The stretch wanted below opens at the line containing "Exact element-wise parameter-type" and closes at the line containing "usize, out: &mut". Please return it exactly, with no other lines.

Stored data:

--- --- ---

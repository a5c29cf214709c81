//! Symbols produced by binding and consumed by checking and codegen.
//!
//! Symbols are shared via `Rc` and never mutated after creation; the
//! mutable bookkeeping that logically belongs to them (local slots,
//! overload serials) lives in the owning stage instead.

use crate::compiler::interner::NameId;
use crate::compiler::syntax::LiteralValue;
use crate::compiler::types::TypeRef;
use std::rc::Rc;

/// A local variable. Slot assignment lives in the code generator's
/// side table keyed by `serial`.
#[derive(Debug)]
pub struct VariableSymbol {
    pub name: NameId,
    pub ty: TypeRef,
    pub serial: u32,
}

/// A function parameter; `index` is its 0-based ordinal.
#[derive(Debug)]
pub struct ParameterSymbol {
    pub name: NameId,
    pub ty: TypeRef,
    pub index: usize,
}

/// A named literal constant; the value is fixed at declaration and
/// substituted at every reference, never re-evaluated.
#[derive(Debug)]
pub struct ConstantSymbol {
    pub name: NameId,
    pub ty: TypeRef,
    pub value: LiteralValue,
}

/// Host console-output primitives backing the builtin `println`
/// overload set. These symbols have no generated body.
#[derive(Debug, Clone, Copy, PartialEq, Eq)]
pub enum HostFn {
    PrintlnInt64,
    PrintlnFloat64,
    PrintlnBool,
    PrintlnString,
}

/// A function overload. Identity (and call-target resolution after
/// binding) is by `serial`; structural parameter matching happens only
/// during overload resolution.
#[derive(Debug)]
pub struct FunctionSymbol {
    pub name: NameId,
    /// Dotted name after flattening (`outer.inner`); equals `name` for
    /// top-level functions. Entry-point search keys on this.
    pub qualified_name: NameId,
    pub serial: u32,
    pub return_type: TypeRef,
    pub params: Vec<Rc<ParameterSymbol>>,
    pub host: Option<HostFn>,
}

impl PartialEq for FunctionSymbol {
    fn eq(&self, other: &Self) -> bool {
        self.serial == other.serial
    }
}

impl Eq for FunctionSymbol {}

impl FunctionSymbol {
    pub fn param_types(&self) -> impl Iterator<Item = &TypeRef> {
        self.params.iter().map(|p| &p.ty)
    }

    /// Exact element-wise parameter-type match against `arg_types`.
    pub fn matches_signature(&self, arg_types: &[TypeRef]) -> bool {
        self.params.len() == arg_types.len()
            && self.param_types().zip(arg_types).all(|(p, a)| p == a)
    }
}

/// A name binding held in a scope's variable map.
#[derive(Debug, Clone)]
pub enum Symbol {
    Variable(Rc<VariableSymbol>),
    Parameter(Rc<ParameterSymbol>),
    Constant(Rc<ConstantSymbol>),
}

impl Symbol {
    pub fn ty(&self) -> &TypeRef {
        match self {
            Symbol::Variable(v) => &v.ty,
            Symbol::Parameter(p) => &p.ty,
            Symbol::Constant(c) => &c.ty,
        }
    }

    pub fn name(&self) -> NameId {
        match self {
            Symbol::Variable(v) => v.name,
            Symbol::Parameter(p) => p.name,
            Symbol::Constant(c) => c.name,
        }
    }
}
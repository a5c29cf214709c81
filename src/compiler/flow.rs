//! Control-flow placement checks over the bound tree.
//!
//! `break` and `continue` are only legal inside a loop body; the code
//! generator assumes this holds and resolves them against its loop
//! label stack without re-checking. `return` outside a function cannot
//! be expressed in the tree, so only the loop rules live here.

use crate::compiler::bound::{BoundProgram, BoundStatement};
use crate::compiler::diagnostics::Diagnostic;

pub fn check_flow(program: &BoundProgram) -> Vec<Diagnostic> {
    let mut diagnostics = Vec::new();
    for function in &program.functions {
        check_statements(&function.body, 0, &mut diagnostics);
    }
    diagnostics
}

fn check_statements(statements: &[BoundStatement], loop_depth: usize, out: &mut Vec<Diagnostic>) {
    for stmt in statements {
        match stmt {
            BoundStatement::Break { span } => {
                if loop_depth == 0 {
                    out.push(Diagnostic::flow_error("'break' outside of a loop", *span));
                }
            }
            BoundStatement::Continue { span } => {
                if loop_depth == 0 {
                    out.push(Diagnostic::flow_error(
                        "'continue' outside of a loop",
                        *span,
                    ));
                }
            }
            BoundStatement::If {
                then_block,
                else_block,
                ..
            } => {
                check_statements(then_block, loop_depth, out);
                if let Some(block) = else_block {
                    check_statements(block, loop_depth, out);
                }
            }
            BoundStatement::While { body, .. } | BoundStatement::For { body, .. } => {
                check_statements(body, loop_depth + 1, out);
            }
            BoundStatement::Block { statements, .. } => {
                check_statements(statements, loop_depth, out);
            }
            BoundStatement::VarDecl { .. }
            | BoundStatement::ConstDecl { .. }
            | BoundStatement::Assign { .. }
            | BoundStatement::Return { .. }
            | BoundStatement::Expr { .. } => {}
        }
    }
}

--- --- ---

Result of the task:
    /// Exact element-wise parameter-type match against `arg_types`.
    pub fn matches_signature(&self, arg_types: &[TypeRef]) -> bool {
        self.params.len() == arg_types.len()
            && self.param_types().zip(arg_types).all(|(p, a)| p == a)
    }
}

/// A name binding held in a scope's variable map.
#[derive(Debug, Clone)]
pub enum Symbol {
    Variable(Rc<VariableSymbol>),
    Parameter(Rc<ParameterSymbol>),
    Constant(Rc<ConstantSymbol>),
}

impl Symbol {
    pub fn ty(&self) -> &TypeRef {
        match self {
            Symbol::Variable(v) => &v.ty,
            Symbol::Parameter(p) => &p.ty,
            Symbol::Constant(c) => &c.ty,
        }
    }

    pub fn name(&self) -> NameId {
        match self {
            Symbol::Variable(v) => v.name,
            Symbol::Parameter(p) => p.name,
            Symbol::Constant(c) => c.name,
        }
    }
}
repository a5c29cf214709c81
filename src/compiler/flow.rs
//! Control-flow placement checks over the bound tree.
//!
//! `break` and `continue` are only legal inside a loop body; the code
//! generator assumes this holds and resolves them against its loop
//! label stack without re-checking. `return` outside a function cannot
//! be expressed in the tree, so only the loop rules live here.

use crate::compiler::bound::{BoundProgram, BoundStatement};
use crate::compiler::diagnostics::Diagnostic;

pub fn check_flow(program: &BoundProgram) -> Vec<Diagnostic> {
    let mut diagnostics = Vec::new();
    for function in &program.functions {
        check_statements(&function.body, 0, &mut diagnostics);
    }
    diagnostics
}

fn check_statements(statements: &[BoundStatement], loop_depth: usize, out: &mut Vec<Diagnostic>) {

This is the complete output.